The malware leverages a stack-based buffer overflow flaw, CVE-2025-0282, to create web shells, manipulate system files and survive system reboots.
CISA’s analysis, revealed that RESURGE shares functionality with the prior SPAWNCHIMERA malware but introduces unique commands to enhance its stealth and persistence.
RESURGE’s capabilities include embedding web shells for credential harvesting, modifying coreboot images to maintain access and evading integrity checks.
The malware injects itself into legitimate processes, creating SSH tunnels for command-and-control (C2) communication. It also copies malicious components to the Ivanti boot disk, ensuring persistence even after restarts.
CISA noted RESURGE’s ability to execute arbitrary commands, including password resets and privilege escalation.
The malware was found alongside a variant of the SPAWNSLOTH log-tampering tool and a custom binary “dsmain,” which incorporates BusyBox utilities. dsmain enables attackers to decrypt and repackage coreboot images, embedding malicious payloads. The analysis also identified RESURGE’s use of open-source tools like extract_vmlinux.sh to modify kernel images, further complicating detection.
CVE-2025-0282 was added to CISA’s Known Exploited Vulnerabilities Catalog on January 8 2025 and affects Ivanti Connect Secure, Policy Secure and ZTA Gateways.
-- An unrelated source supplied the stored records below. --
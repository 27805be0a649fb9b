//! HTTP transport for the Okapi gateway.
//!
//! Uses async reqwest internally on a shared tokio runtime, but presents a
//! sync interface: every job issues one request at a time.

use std::sync::LazyLock;
use std::time::Duration;

use reqwest::header::{CONTENT_TYPE, HeaderMap, HeaderName, HeaderValue};
use serde_json::Value;

use crate::error::ApiError;

/// Tenant header required on every Okapi request
pub const TENANT_HEADER: &str = "x-okapi-tenant";

/// Session token header (request and login response)
pub const TOKEN_HEADER: &str = "x-okapi-token";

/// Error bodies are clipped to this many chars before they reach the logs
const MAX_ERROR_BODY: usize = 512;

/// Timeouts for the reqwest client
#[derive(Debug, Clone, Copy)]
pub struct HttpConfig {
    pub connect_timeout: Duration,
    pub request_timeout: Duration,
}

impl Default for HttpConfig {
    fn default() -> Self {
        Self {
            connect_timeout: Duration::from_secs(30),
            request_timeout: Duration::from_secs(120),
        }
    }
}

/// Buffered response: status, headers and full body text.
#[derive(Debug, Clone)]
pub struct ApiResponse {
    pub status: u16,
    pub headers: HeaderMap,
    pub body: String,
}

impl ApiResponse {
    pub fn new(status: u16, body: impl Into<String>) -> Self {
        Self {
            status,
            headers: HeaderMap::new(),
            body: body.into(),
        }
    }

    pub fn is_success(&self) -> bool {
        (200..300).contains(&self.status)
    }

    /// Header value as str, if present and visible ASCII
    pub fn header(&self, name: &str) -> Option<&str> {
        self.headers.get(name).and_then(|v| v.to_str().ok())
    }

    /// Turn a non-2xx response into [`ApiError::Http`] carrying the body.
    pub fn error_for_status(self) -> Result<Self, ApiError> {
        if self.is_success() {
            Ok(self)
        } else {
            Err(ApiError::Http {
                status: Some(self.status),
                message: clip(&self.body),
            })
        }
    }

    pub fn json(&self) -> Result<Value, ApiError> {
        Ok(serde_json::from_str(&self.body)?)
    }
}

/// Clip a body for error messages (char boundary safe)
pub fn clip(body: &str) -> String {
    match body.char_indices().nth(MAX_ERROR_BODY) {
        Some((idx, _)) => format!("{}...", &body[..idx]),
        None => body.to_string(),
    }
}

/// Request seam between the Okapi client and the network.
///
/// Non-2xx statuses are returned as `Ok` responses; only connection-level
/// failures are `Err`. Tests substitute an in-memory implementation.
pub trait Transport {
    fn get(
        &self,
        url: &str,
        headers: &HeaderMap,
        query: &[(&str, String)],
    ) -> Result<ApiResponse, ApiError>;

    fn post_json(
        &self,
        url: &str,
        headers: &HeaderMap,
        body: &Value,
    ) -> Result<ApiResponse, ApiError>;
}

impl<T: Transport + ?Sized> Transport for &T {
    fn get(
        &self,
        url: &str,
        headers: &HeaderMap,
        query: &[(&str, String)],
    ) -> Result<ApiResponse, ApiError> {
        (**self).get(url, headers, query)
    }

    fn post_json(
        &self,
        url: &str,
        headers: &HeaderMap,
        body: &Value,
    ) -> Result<ApiResponse, ApiError> {
        (**self).post_json(url, headers, body)
    }
}

/// Shared tokio runtime for HTTP operations.
pub static SHARED_RUNTIME: LazyLock<tokio::runtime::Runtime> = LazyLock::new(|| {
    tokio::runtime::Builder::new_multi_thread()
        .worker_threads(2)
        .enable_all()
        .build()
        .expect("failed to build tokio runtime")
});

/// reqwest-backed [`Transport`]
#[derive(Debug, Clone)]
pub struct HttpTransport {
    client: reqwest::Client,
}

impl HttpTransport {
    pub fn new(config: HttpConfig) -> Result<Self, ApiError> {
        let client = reqwest::Client::builder()
            .connect_timeout(config.connect_timeout)
            .timeout(config.request_timeout)
            .build()
            .map_err(ApiError::from_reqwest)?;
        Ok(Self { client })
    }

    fn execute(&self, request: reqwest::RequestBuilder) -> Result<ApiResponse, ApiError> {
        SHARED_RUNTIME.handle().block_on(async {
            let resp = request.send().await.map_err(ApiError::from_reqwest)?;
            let status = resp.status().as_u16();
            let headers = resp.headers().clone();
            let body = resp.text().await.map_err(ApiError::from_reqwest)?;
            Ok(ApiResponse {
                status,
                headers,
                body,
            })
        })
    }
}

impl Transport for HttpTransport {
    fn get(
        &self,
        url: &str,
        headers: &HeaderMap,
        query: &[(&str, String)],
    ) -> Result<ApiResponse, ApiError> {
        let request = self.client.get(url).headers(headers.clone()).query(query);
        self.execute(request)
    }

    fn post_json(
        &self,
        url: &str,
        headers: &HeaderMap,
        body: &Value,
    ) -> Result<ApiResponse, ApiError> {
        let request = self
            .client
            .post(url)
            .headers(headers.clone())
            .header(CONTENT_TYPE, "application/json")
            .body(serde_json::to_vec(body)?);
        self.execute(request)
    }
}

/// Build Okapi request headers: tenant always, token when known.
pub fn okapi_headers(tenant: &str, token: Option<&str>) -> Result<HeaderMap, ApiError> {
    let mut headers = HeaderMap::new();
    headers.insert(HeaderName::from_static(TENANT_HEADER), header_value(tenant)?);
    if let Some(token) = token {
        headers.insert(HeaderName::from_static(TOKEN_HEADER), header_value(token)?);
    }
    Ok(headers)
}

fn header_value(s: &str) -> Result<HeaderValue, ApiError> {
    HeaderValue::from_str(s).map_err(|e| ApiError::Header(e.to_string()))
}

/// Join gateway base URL and endpoint path without doubling slashes
pub fn join_url(base_url: &str, path: &str) -> String {
    format!(
        "{}/{}",
        base_url.trim_end_matches('/'),
        path.trim_start_matches('/')
    )
}

#[cfg(test)]
mod tests {
    use super::*;

    #[test]
    fn join_url_slashes() {
        assert_eq!(join_url("https://x.org/", "/users"), "https://x.org/users");
        assert_eq!(join_url("https://x.org", "users"), "https://x.org/users");
    }

    #[test]
    fn headers_with_and_without_token() {
        let h = okapi_headers("diku", None).unwrap();
        assert_eq!(h.get(TENANT_HEADER).unwrap(), "diku");
        assert!(h.get(TOKEN_HEADER).is_none());

        let h = okapi_headers("diku", Some("tok")).unwrap();
        assert_eq!(h.get(TOKEN_HEADER).unwrap(), "tok");
    }

    #[test]
    fn header_rejects_newline() {
        let err = okapi_headers("bad\ntenant", None).unwrap_err();
        assert!(matches!(err, ApiError::Header(_)));
    }

    #[test]
    fn error_for_status_keeps_body() {
        let err = ApiResponse::new(500, "boom").error_for_status().unwrap_err();
        assert_eq!(err.status(), Some(500));
        assert_eq!(format!("{err}"), "HTTP 500: boom");
        assert!(ApiResponse::new(204, "").error_for_status().is_ok());
    }

    #[test]
    fn clip_long_body() {
        let long = "é".repeat(MAX_ERROR_BODY + 10);
        let clipped = clip(&long);
        assert!(clipped.ends_with("..."));
        assert_eq!(clipped.chars().count(), MAX_ERROR_BODY + 3);
        assert_eq!(clip("short"), "short");
    }
}
//! Offset/limit pagination over Okapi collection endpoints.
//!
//! The gateway's `totalRecords` is not trusted; a page shorter than `limit`
//! is the only end-of-data signal. When the collection size is an exact
//! multiple of `limit` this costs one extra request returning an empty page.

use indicatif::ProgressBar;
use reqwest::header::HeaderMap;
use serde_json::Value;

use crate::error::ApiError;
use crate::http::{Transport, join_url};
use crate::progress::fmt_num;

/// Page size used by every export job
pub const DEFAULT_PAGE_SIZE: usize = 1000;

/// One paginated collection query.
#[derive(Debug, Clone)]
pub struct PageRequest {
    /// Endpoint path relative to the gateway, e.g. `users`
    pub path: String,
    /// Response field holding the page's records, e.g. `users`
    pub array_field: String,
    /// Optional CQL filter sent as `query`
    pub query: Option<String>,
    pub limit: usize,
}

impl PageRequest {
    pub fn new(path: impl Into<String>, array_field: impl Into<String>) -> Self {
        Self {
            path: path.into(),
            array_field: array_field.into(),
            query: None,
            limit: DEFAULT_PAGE_SIZE,
        }
    }

    pub fn with_query(mut self, query: impl Into<String>) -> Self {
        self.query = Some(query.into());
        self
    }

    pub fn with_limit(mut self, limit: usize) -> Self {
        self.limit = limit;
        self
    }
}

/// Result of a pagination run. `error` is set when a page failed and
/// `records` holds everything accumulated before it.
#[derive(Debug)]
pub struct FetchOutcome {
    pub records: Vec<Value>,
    pub requests: usize,
    pub error: Option<ApiError>,
}

impl FetchOutcome {
    pub fn is_complete(&self) -> bool {
        self.error.is_none()
    }
}

/// Fetch every page of `request`, strictly in offset order.
///
/// Any HTTP, connection or decode failure ends the loop; the error is
/// logged and returned alongside the partial records.
pub fn fetch_all<T: Transport + ?Sized>(
    transport: &T,
    base_url: &str,
    headers: &HeaderMap,
    request: &PageRequest,
    pb: &ProgressBar,
) -> FetchOutcome {
    let url = join_url(base_url, &request.path);
    let limit = request.limit.max(1);
    let mut records: Vec<Value> = Vec::new();
    let mut offset = 0usize;
    let mut requests = 0usize;

    loop {
        log::debug!("{}: fetching offset {offset}", request.path);
        pb.set_message(format!(
            "offset {} ({} records)",
            fmt_num(offset),
            fmt_num(records.len())
        ));

        let mut params = vec![("limit", limit.to_string()), ("offset", offset.to_string())];
        if let Some(query) = &request.query {
            params.push(("query", query.clone()));
        }

        requests += 1;
        let page = transport
            .get(&url, headers, &params)
            .and_then(|resp| resp.error_for_status())
            .and_then(|resp| take_page(&resp.json()?, &request.array_field));

        match page {
            Ok(batch) => {
                let len = batch.len();
                records.extend(batch);
                if len < limit {
                    break;
                }
                offset += limit;
            }
            Err(e) => {
                log::error!(
                    "{}: page at offset {offset} failed, keeping {} records: {e}",
                    request.path,
                    records.len()
                );
                return FetchOutcome {
                    records,
                    requests,
                    error: Some(e),
                };
            }
        }
    }

    log::info!(
        "{}: {} records in {requests} requests",
        request.path,
        fmt_num(records.len())
    );
    FetchOutcome {
        records,
        requests,
        error: None,
    }
}

/// Extract the record array; an absent or null field is an empty page.
fn take_page(body: &Value, field: &str) -> Result<Vec<Value>, ApiError> {
    match body.get(field) {
        Some(Value::Array(items)) => Ok(items.clone()),
        Some(Value::Null) | None => Ok(Vec::new()),
        Some(_) => Err(ApiError::Decode(format!("'{field}' is not an array"))),
    }
}

#[cfg(test)]
mod tests {
    use super::*;
    use serde_json::json;

    #[test]
    fn take_page_array() {
        let body = json!({"users": [{"id": "a"}, {"id": "b"}], "totalRecords": 2});
        let page = take_page(&body, "users").unwrap();
        assert_eq!(page.len(), 2);
        assert_eq!(page[1]["id"], "b");
    }

    #[test]
    fn take_page_missing_field_is_empty() {
        assert!(take_page(&json!({"totalRecords": 0}), "users").unwrap().is_empty());
        assert!(take_page(&json!({"users": null}), "users").unwrap().is_empty());
    }

    #[test]
    fn take_page_wrong_type() {
        let err = take_page(&json!({"users": {"id": "a"}}), "users").unwrap_err();
        assert!(matches!(err, ApiError::Decode(_)));
    }

    #[test]
    fn page_request_builder() {
        let req = PageRequest::new("users", "users")
            .with_query("patronGroup==\"g\"")
            .with_limit(50);
        assert_eq!(req.limit, 50);
        assert_eq!(req.query.as_deref(), Some("patronGroup==\"g\""));
        assert_eq!(PageRequest::new("groups", "usergroups").limit, DEFAULT_PAGE_SIZE);
    }
}
//! Enrich subcommand - report non-staff users holding assignments

use std::path::PathBuf;

use anyhow::Result;
use clap::Args;

use folioline_core::{ProgressContext, fmt_num};
use folioline_join::EnrichConfig;

use crate::config::Config;

#[derive(Args, Debug)]
pub struct EnrichArgs {
    /// Patron group to leave out (default: [fetch] staff_patron_group)
    #[arg(long)]
    pub exclude_group: Option<String>,

    /// Service point assignments JSON
    #[arg(long)]
    pub input: Option<PathBuf>,

    /// Report TSV path
    #[arg(long)]
    pub report: Option<PathBuf>,
}

pub fn run(args: EnrichArgs, config: &Config, progress: &ProgressContext) -> Result<()> {
    let group = config.staff_patron_group(args.exclude_group.as_deref())?;
    let layout = super::export_config(config).layout;
    let mut enrich = EnrichConfig::from_layout(&layout, group);
    if let Some(input) = args.input {
        enrich.service_point_users_json = input;
    }
    if let Some(report) = args.report {
        enrich.output = report;
    }

    let mut client = super::connect(config)?;
    let summary = folioline_join::enrich::run(&mut client, &enrich, progress)?;
    print_enrich(&summary, &enrich);
    Ok(())
}

pub(crate) fn print_enrich(summary: &folioline_join::EnrichSummary, config: &EnrichConfig) {
    let output = if summary.exported > 0 {
        config.output.display().to_string()
    } else {
        "none written".to_string()
    };
    super::print_summary(
        "Enrich",
        &[
            ("Assignments", fmt_num(summary.relations)),
            ("Skipped", fmt_num(summary.skipped)),
            ("Users not found", fmt_num(summary.missing)),
            ("Excluded group", fmt_num(summary.excluded)),
            ("Exported", fmt_num(summary.exported)),
            ("Output", output),
        ],
    );
}
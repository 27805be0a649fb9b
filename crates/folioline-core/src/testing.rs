//! In-memory [`Transport`] for tests (feature `testing`).

use std::cell::RefCell;

use reqwest::header::{HeaderMap, HeaderValue};
use serde_json::{Value, json};

use crate::error::ApiError;
use crate::http::{ApiResponse, TOKEN_HEADER, Transport};

/// One request seen by [`FakeTransport`]
#[derive(Debug, Clone)]
pub struct FakeRequest {
    pub method: &'static str,
    pub url: String,
    pub token: Option<String>,
    pub query: Vec<(String, String)>,
    pub body: Option<Value>,
}

impl FakeRequest {
    pub fn param(&self, key: &str) -> Option<&str> {
        self.query
            .iter()
            .find(|(k, _)| k == key)
            .map(|(_, v)| v.as_str())
    }

    /// Numeric query parameter, 0 when absent
    pub fn param_usize(&self, key: &str) -> usize {
        self.param(key).and_then(|v| v.parse().ok()).unwrap_or(0)
    }

    pub fn is_login(&self) -> bool {
        self.method == "POST" && self.url.ends_with("/authn/login")
    }
}

type Handler = Box<dyn Fn(&FakeRequest) -> Result<ApiResponse, ApiError>>;

/// Transport answering from a closure and recording every request.
pub struct FakeTransport {
    handler: Handler,
    requests: RefCell<Vec<FakeRequest>>,
}

impl FakeTransport {
    pub fn new(handler: impl Fn(&FakeRequest) -> Result<ApiResponse, ApiError> + 'static) -> Self {
        Self {
            handler: Box::new(handler),
            requests: RefCell::new(Vec::new()),
        }
    }

    pub fn requests(&self) -> Vec<FakeRequest> {
        self.requests.borrow().clone()
    }

    /// Requests whose URL ends with `suffix` (query excluded)
    pub fn count(&self, method: &str, suffix: &str) -> usize {
        self.requests
            .borrow()
            .iter()
            .filter(|r| r.method == method && r.url.ends_with(suffix))
            .count()
    }

    pub fn logins(&self) -> usize {
        self.requests.borrow().iter().filter(|r| r.is_login()).count()
    }

    fn record(&self, request: FakeRequest) -> Result<ApiResponse, ApiError> {
        let result = (self.handler)(&request);
        self.requests.borrow_mut().push(request);
        result
    }
}

impl Transport for FakeTransport {
    fn get(
        &self,
        url: &str,
        headers: &HeaderMap,
        query: &[(&str, String)],
    ) -> Result<ApiResponse, ApiError> {
        self.record(FakeRequest {
            method: "GET",
            url: url.to_string(),
            token: token_of(headers),
            query: query
                .iter()
                .map(|(k, v)| (k.to_string(), v.clone()))
                .collect(),
            body: None,
        })
    }

    fn post_json(
        &self,
        url: &str,
        headers: &HeaderMap,
        body: &Value,
    ) -> Result<ApiResponse, ApiError> {
        self.record(FakeRequest {
            method: "POST",
            url: url.to_string(),
            token: token_of(headers),
            query: Vec::new(),
            body: Some(body.clone()),
        })
    }
}

fn token_of(headers: &HeaderMap) -> Option<String> {
    headers
        .get(TOKEN_HEADER)
        .and_then(|v| v.to_str().ok())
        .map(String::from)
}

/// 201 login response carrying `token`
pub fn login_response(token: &str) -> ApiResponse {
    let mut resp = ApiResponse::new(201, "{}");
    if let Ok(value) = HeaderValue::from_str(token) {
        resp.headers.insert(TOKEN_HEADER, value);
    }
    resp
}

/// 200 collection page `{ field: records, totalRecords: n }`
pub fn page_response(field: &str, records: &[Value]) -> ApiResponse {
    let body = json!({ field: records, "totalRecords": records.len() });
    ApiResponse::new(200, body.to_string())
}

/// Slice of `all` selected by the request's `offset`/`limit`
pub fn slice_for<'a>(all: &'a [Value], request: &FakeRequest) -> &'a [Value] {
    let offset = request.param_usize("offset").min(all.len());
    let limit = request.param_usize("limit");
    let end = offset.saturating_add(limit).min(all.len());
    &all[offset..end]
}

/// `n` records `{"id": "rec-<i>"}`
pub fn numbered_records(n: usize) -> Vec<Value> {
    (0..n).map(|i| json!({ "id": format!("rec-{i}") })).collect()
}
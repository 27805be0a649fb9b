//! Logging through `log` + `env_logger`, bridged to indicatif on a TTY

use indicatif::MultiProgress;
use log::{Level, Log, Metadata, Record};

const RESET: &str = "\x1b[0m";

/// Fixed-width label so messages line up
fn label(level: Level) -> &'static str {
    match level {
        Level::Error => "ERROR",
        Level::Warn => "WARN ",
        Level::Info => "INFO ",
        Level::Debug => "DEBUG",
        Level::Trace => "TRACE",
    }
}

fn ansi(level: Level) -> &'static str {
    match level {
        Level::Error => "\x1b[31m",
        Level::Warn => "\x1b[33m",
        Level::Info => "\x1b[32m",
        Level::Debug => "\x1b[36m",
        Level::Trace => "\x1b[35m",
    }
}

/// `[LEVEL] message`, with the label colored when `color` is set
fn render(level: Level, message: &std::fmt::Arguments<'_>, color: bool) -> String {
    if color {
        format!("[{}{}{RESET}] {message}", ansi(level), label(level))
    } else {
        format!("[{}] {message}", label(level))
    }
}

/// Logger that prints above the job spinners.
///
/// Filtering is delegated to the wrapped `env_logger` so `RUST_LOG`
/// module directives behave the same with and without a TTY.
pub struct IndicatifLogger {
    inner: env_logger::Logger,
    multi: MultiProgress,
}

impl IndicatifLogger {
    pub fn new(inner: env_logger::Logger, multi: MultiProgress) -> Self {
        Self { inner, multi }
    }

    fn accepts(&self, record: &Record) -> bool {
        self.inner.matches(record)
    }
}

impl Log for IndicatifLogger {
    fn enabled(&self, metadata: &Metadata) -> bool {
        self.inner.enabled(metadata)
    }

    fn log(&self, record: &Record) {
        if !self.accepts(record) {
            return;
        }
        let line = render(record.level(), record.args(), true);
        self.multi.suspend(|| eprintln!("{line}"));
    }

    fn flush(&self) {
        self.inner.flush();
    }
}

/// Default filter: `debug` wins over `quiet`; `RUST_LOG` overrides both.
fn default_level(quiet: bool, debug: bool) -> &'static str {
    match (debug, quiet) {
        (true, _) => "debug",
        (false, true) => "warn",
        (false, false) => "info",
    }
}

/// Initialize logging. With `multi`, log lines go through indicatif.
///
/// A second call is a no-op.
pub fn init_logging(quiet: bool, debug: bool, multi: Option<&MultiProgress>) {
    use std::io::Write;

    let mut builder = env_logger::Builder::from_env(
        env_logger::Env::default().default_filter_or(default_level(quiet, debug)),
    );

    match multi {
        Some(multi) => {
            let logger = builder.build();
            let max_level = logger.filter();
            let bridge = IndicatifLogger::new(logger, multi.clone());
            if log::set_boxed_logger(Box::new(bridge)).is_ok() {
                log::set_max_level(max_level);
            }
        }
        None => {
            let _ = builder
                .format(|buf, record| {
                    writeln!(buf, "{}", render(record.level(), record.args(), false))
                })
                .try_init();
        }
    }
}
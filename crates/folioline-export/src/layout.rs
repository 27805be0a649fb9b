//! File names of every stage's inputs and outputs under one output root

use std::path::{Path, PathBuf};

use crate::entity::Entity;

/// The three files written for one snapshot
#[derive(Debug, Clone, PartialEq, Eq)]
pub struct SnapshotPaths {
    pub json: PathBuf,
    pub tsv: PathBuf,
    pub ids: PathBuf,
}

/// Output root shared by all stages.
#[derive(Debug, Clone, PartialEq, Eq)]
pub struct OutputLayout {
    root: PathBuf,
}

impl OutputLayout {
    pub fn new(root: impl Into<PathBuf>) -> Self {
        Self { root: root.into() }
    }

    pub fn root(&self) -> &Path {
        &self.root
    }

    pub fn snapshot(&self, entity: Entity) -> SnapshotPaths {
        let stem = entity.file_stem();
        SnapshotPaths {
            json: self.root.join(format!("{stem}.json")),
            tsv: self.root.join(format!("{stem}.tsv")),
            ids: self.root.join(entity.ids_file()),
        }
    }

    /// Assignments restricted to the staff user list
    pub fn filtered_service_point_users(&self) -> SnapshotPaths {
        SnapshotPaths {
            json: self.root.join("service_point_users_filtered.json"),
            tsv: self.root.join("service_point_users_filtered.tsv"),
            ids: self.root.join("service_point_user_ids_filtered.tsv"),
        }
    }

    /// Staff users with their service point names
    pub fn merged_report(&self) -> PathBuf {
        self.root.join("users_with_service_points.tsv")
    }

    /// Non-staff users holding service point assignments
    pub fn non_staff_report(&self) -> PathBuf {
        self.root.join("non_staff_with_service_points.tsv")
    }
}
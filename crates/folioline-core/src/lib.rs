//! Folioline Core - Okapi access for library-services export jobs
//!
//! Token caching, offset/limit pagination and the HTTP transport seam
//! shared by every job, plus logging and progress plumbing.

pub mod auth;
pub mod client;
pub mod config;
pub mod error;
pub mod http;
pub mod logging;
pub mod paginate;
pub mod progress;
#[cfg(feature = "testing")]
pub mod testing;

// Re-exports for convenience
pub use auth::TokenCache;
pub use client::OkapiClient;
pub use config::OkapiConfig;
pub use error::ApiError;
pub use http::{ApiResponse, HttpConfig, HttpTransport, SHARED_RUNTIME, Transport};
pub use logging::{IndicatifLogger, init_logging};
pub use paginate::{DEFAULT_PAGE_SIZE, FetchOutcome, PageRequest, fetch_all};
pub use progress::{ProgressContext, fmt_num};
pub use reqwest::header::HeaderMap;
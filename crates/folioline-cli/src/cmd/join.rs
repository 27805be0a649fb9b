//! Join subcommand - add service point names to the staff users table

use std::path::PathBuf;

use anyhow::Result;
use clap::Args;

use folioline_core::fmt_num;
use folioline_export::OutputLayout;
use folioline_join::JoinConfig;

use crate::config::Config;

#[derive(Args, Debug)]
pub struct JoinArgs {
    /// Staff users TSV (default: <output>/users.tsv)
    #[arg(long)]
    pub users: Option<PathBuf>,

    /// Service point assignments JSON
    #[arg(long)]
    pub assignments: Option<PathBuf>,

    /// Service points JSON
    #[arg(long)]
    pub service_points: Option<PathBuf>,

    /// Merged TSV path
    #[arg(long)]
    pub report: Option<PathBuf>,
}

pub fn run(args: JoinArgs, config: &Config) -> Result<()> {
    let defaults = JoinConfig::from_layout(&OutputLayout::new(&config.output.dir));
    let join = JoinConfig {
        users_tsv: args.users.unwrap_or(defaults.users_tsv),
        service_point_users_json: args
            .assignments
            .unwrap_or(defaults.service_point_users_json),
        service_points_json: args.service_points.unwrap_or(defaults.service_points_json),
        output: args.report.unwrap_or(defaults.output),
    };

    log::info!("Joining users with service points");
    log::info!("  Users: {}", join.users_tsv.display());
    log::info!("  Output: {}", join.output.display());

    let summary = folioline_join::run(&join)?;

    super::print_summary(
        "Join",
        &[
            ("Users", fmt_num(summary.users)),
            ("With service points", fmt_num(summary.with_service_points)),
            ("Unresolved ids", fmt_num(summary.unresolved)),
            ("Output", join.output.display().to_string()),
        ],
    );
    Ok(())
}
Attackers exploit this flaw to gain initial access, after which RESURGE deploys its full toolkit.
CISA urges immediate action, recommending:
- Factory resets for compromised devices, using clean images for cloud systems
- Resetting credentials for all accounts, including the krbtgt account (responsible for handling Kerberos ticket requests and encrypting and signing them) twice, with replication delays
- Temporarily revoking or reducing privileges for affected devices to contain breaches
- Monitoring administrative accounts for unauthorized activity
The agency also provided YARA and SIGMA detection rules, along with a detailed Malware Analysis Report (MAR-25993211.R1.V1.CLEAR).
Read more on Ivanti’s CVE-2025-0282 vulnerability: Critical Ivanti Zero-Day Exploited in the Wild
Additional guidance includes disabling unnecessary services, enforcing strong passwords and scanning removable media.
CISA emphasized situational awareness of evolving threats, referencing NIST’s malware incident handling standards for broader organizational preparedness.
Users are directed to report incidents via CISA’s Operations Center or submit malware samples to Malware Nextgen.